= Sahara Sunday Spain =

American poet

Sahara Sunday Spain (born November 12, 1991) is an entrepreneur and former child author. She is the CEO of the Gentle Earth Project.

When she was 9 years-old she became America’s then youngest published author with a book of poetry, If There Would Be No Light: Poems From My Heart, in 2001.

SanFrancisco Harper Collins picked up the manuscript and paid the young author a five-figure advance for the book, which had an initial print run of 15,000. The book is a collection of poems written by Spain in her early childhood.

== Early life, family and education ==
Sahara Sunday Spain was born in San Francisco, California, to Elisabeth Sunday, a contemporary artist-photographer and, Johnny Spain, a former Black Panther civil rights activist and convicted murderer. The couple divorced in 1993.

As a child, Spain spent the majority of her time traveling with her mother across Africa, Asia, and Australia, and had lived in more than 20 countries by the time she was in high school.

Spain herself attended The Nueva School, which is a private educational institution for gifted individuals, in Hillsborough. Spain also attended Idyllwild Arts Academy for high school and later got her degrees at Colgate University.
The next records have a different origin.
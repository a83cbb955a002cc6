// src/storage/tests/sqlite_tests.rs

use rusqlite::Connection;
use std::path::PathBuf;
use std::sync::Arc;
use std::time::{Duration, Instant};
use uuid::Uuid;

use super::common;
use crate::algorithms::{FixedWindow, Step};
use crate::config::SqliteConfig;
use crate::error::RateLimiterError;
use crate::storage::{SqliteStorage, StorageBackend};

// Removes the database and its WAL files when the test ends
struct TempDb(PathBuf);

impl TempDb {
    fn new() -> Self {
        Self(std::env::temp_dir().join(format!("ratelimit-{}.db", Uuid::new_v4())))
    }

    fn config(&self) -> SqliteConfig {
        SqliteConfig::new(self.0.to_string_lossy())
    }
}

impl Drop for TempDb {
    fn drop(&mut self) {
        for suffix in ["", "-wal", "-shm"] {
            let mut path = self.0.clone().into_os_string();
            path.push(suffix);
            let _ = std::fs::remove_file(path);
        }
    }
}

#[tokio::test]
async fn test_sqlite_save_and_load() {
    let sqlite = SqliteStorage::in_memory().unwrap();
    common::test_save_and_load(&sqlite, "sql:roundtrip").await.unwrap();
}

#[tokio::test]
async fn test_sqlite_update() {
    let sqlite = SqliteStorage::in_memory().unwrap();
    common::test_update_creates_and_decrements(&sqlite, "sql:update", 0)
        .await
        .unwrap();
    assert_eq!(sqlite.name(), "sqlite");
}

#[tokio::test]
async fn test_sqlite_concurrent_updates() {
    let sqlite = Arc::new(SqliteStorage::in_memory().unwrap());
    common::test_concurrent_updates(sqlite, "sql:concurrent", 0)
        .await
        .unwrap();
}

#[tokio::test]
async fn test_sqlite_state_survives_reopen() {
    let db = TempDb::new();
    {
        let sqlite = SqliteStorage::new(db.config()).await.unwrap();
        common::test_update_creates_and_decrements(&sqlite, "sql:durable", 0)
            .await
            .unwrap();
    }

    let reopened = SqliteStorage::new(db.config()).await.unwrap();
    let rate = reopened.load("sql:durable").await.unwrap().unwrap();
    assert_eq!(rate.remaining, 1);
}

#[tokio::test(flavor = "multi_thread", worker_threads = 4)]
async fn test_sqlite_two_connections_share_one_counter() {
    let db = TempDb::new();
    let first = Arc::new(SqliteStorage::new(db.config()).await.unwrap());
    let second = Arc::new(SqliteStorage::new(db.config()).await.unwrap());
    let policy = common::policy(20);

    let mut handles = Vec::new();
    for i in 0..30 {
        let storage = if i % 2 == 0 { Arc::clone(&first) } else { Arc::clone(&second) };
        let policy = policy.clone();
        handles.push(tokio::spawn(async move {
            let consume =
                |c| FixedWindow::apply(c, "sql:shared", &policy, Step::Consume(1), 0);
            storage.update("sql:shared", &consume).await.map(|t| t.admitted)
        }));
    }

    let mut admitted = 0;
    for handle in handles {
        if handle.await.unwrap().unwrap() {
            admitted += 1;
        }
    }
    assert_eq!(admitted, 20);
}

// A writer holding the database lock must not stall updates past the
// engine timeout
#[tokio::test]
async fn test_sqlite_locked_database_fails_within_engine_timeout() {
    let db = TempDb::new();
    let engine_timeout = Duration::from_millis(100);
    let sqlite = SqliteStorage::new(db.config().fit_within(engine_timeout))
        .await
        .unwrap();

    let blocker = Connection::open(&db.0).unwrap();
    blocker.execute_batch("BEGIN IMMEDIATE").unwrap();

    let policy = common::policy(5);
    let started = Instant::now();
    let result = sqlite
        .update("sql:locked", &|c| FixedWindow::apply(c, "sql:locked", &policy, Step::Consume(1), 0))
        .await;
    let waited = started.elapsed();

    let err = result.unwrap_err();
    assert!(err.is_unavailable(), "Lock contention reads as unavailable: {}", err);
    assert!(waited < Duration::from_secs(1), "Waited {:?}", waited);

    blocker.execute_batch("ROLLBACK").unwrap();
    let admitted = sqlite
        .update("sql:locked", &|c| FixedWindow::apply(c, "sql:locked", &policy, Step::Consume(1), 0))
        .await
        .unwrap();
    assert!(admitted.admitted);
}

#[tokio::test]
async fn test_sqlite_rejects_corrupt_rows() {
    let sqlite = SqliteStorage::in_memory().unwrap();

    sqlite.put_row("neg", 5, -1, 1000).unwrap();
    let err = sqlite.load("neg").await.unwrap_err();
    assert!(matches!(err, RateLimiterError::Decode { .. }));

    sqlite.put_row("over", 5, 9, 1000).unwrap();
    let err = sqlite.load("over").await.unwrap_err();
    assert!(matches!(err, RateLimiterError::Decode { .. }));

    // A corrupt row also fails the update instead of being overwritten
    let policy = common::policy(5);
    let result = sqlite
        .update("over", &|c| FixedWindow::apply(c, "over", &policy, Step::Consume(1), 0))
        .await;
    assert!(matches!(result, Err(RateLimiterError::Decode { .. })));
}
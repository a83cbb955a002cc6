// src/resilience/mod.rs
//! Resilience around storage backends.
//!
//! - **Circuit breaking**: stop calling a backend that keeps failing, so
//!   requests degrade at once instead of each waiting for a timeout
//! - **Retry with exponential backoff**: spacing for compare-and-swap retries

mod circuit_breaker;
mod exponential_backoff;
mod guarded_storage;

#[cfg(test)]
mod tests;

pub use circuit_breaker::{CircuitBreaker, CircuitBreakerConfig, CircuitState};
pub use exponential_backoff::{ExponentialBackoff, RetryConfig};
pub use guarded_storage::GuardedStorage;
With Sir Benjamin Slade, 7th Baronet, Sunday Spain has a daughter, born through in vitro fertilisation.

== Career ==
Her first poem, “Mother’s Milk” was written when she was five years old. It is included in her only published book and speaks about the relationship between mother and child. The collection of poems and drawings was recorded by her mother and then given to friends and family as gifts. SanFrancisco Harper Collins picked up the manuscript and paid the young author a five-figure advance for the book, which had an initial print run of 15,000. At 9 years old she was America's then-youngest published author to have a monograph. The book contains 61 poems illustrated with her drawings made between the ages of 5 and 8 years old and drew significant international press including The Early Show with Bryant Gumbel, The PBS affiliate KQED's Spark, To Tell the Truth, and the French station TF1, Drôle de petits champions. She was also featured in The New York Times Magazine, The Guardian, the San Francisco Chronicle, The Oakland Tribune, Time for Kids and the May 28, 2001 issue of the French magazine OH LA!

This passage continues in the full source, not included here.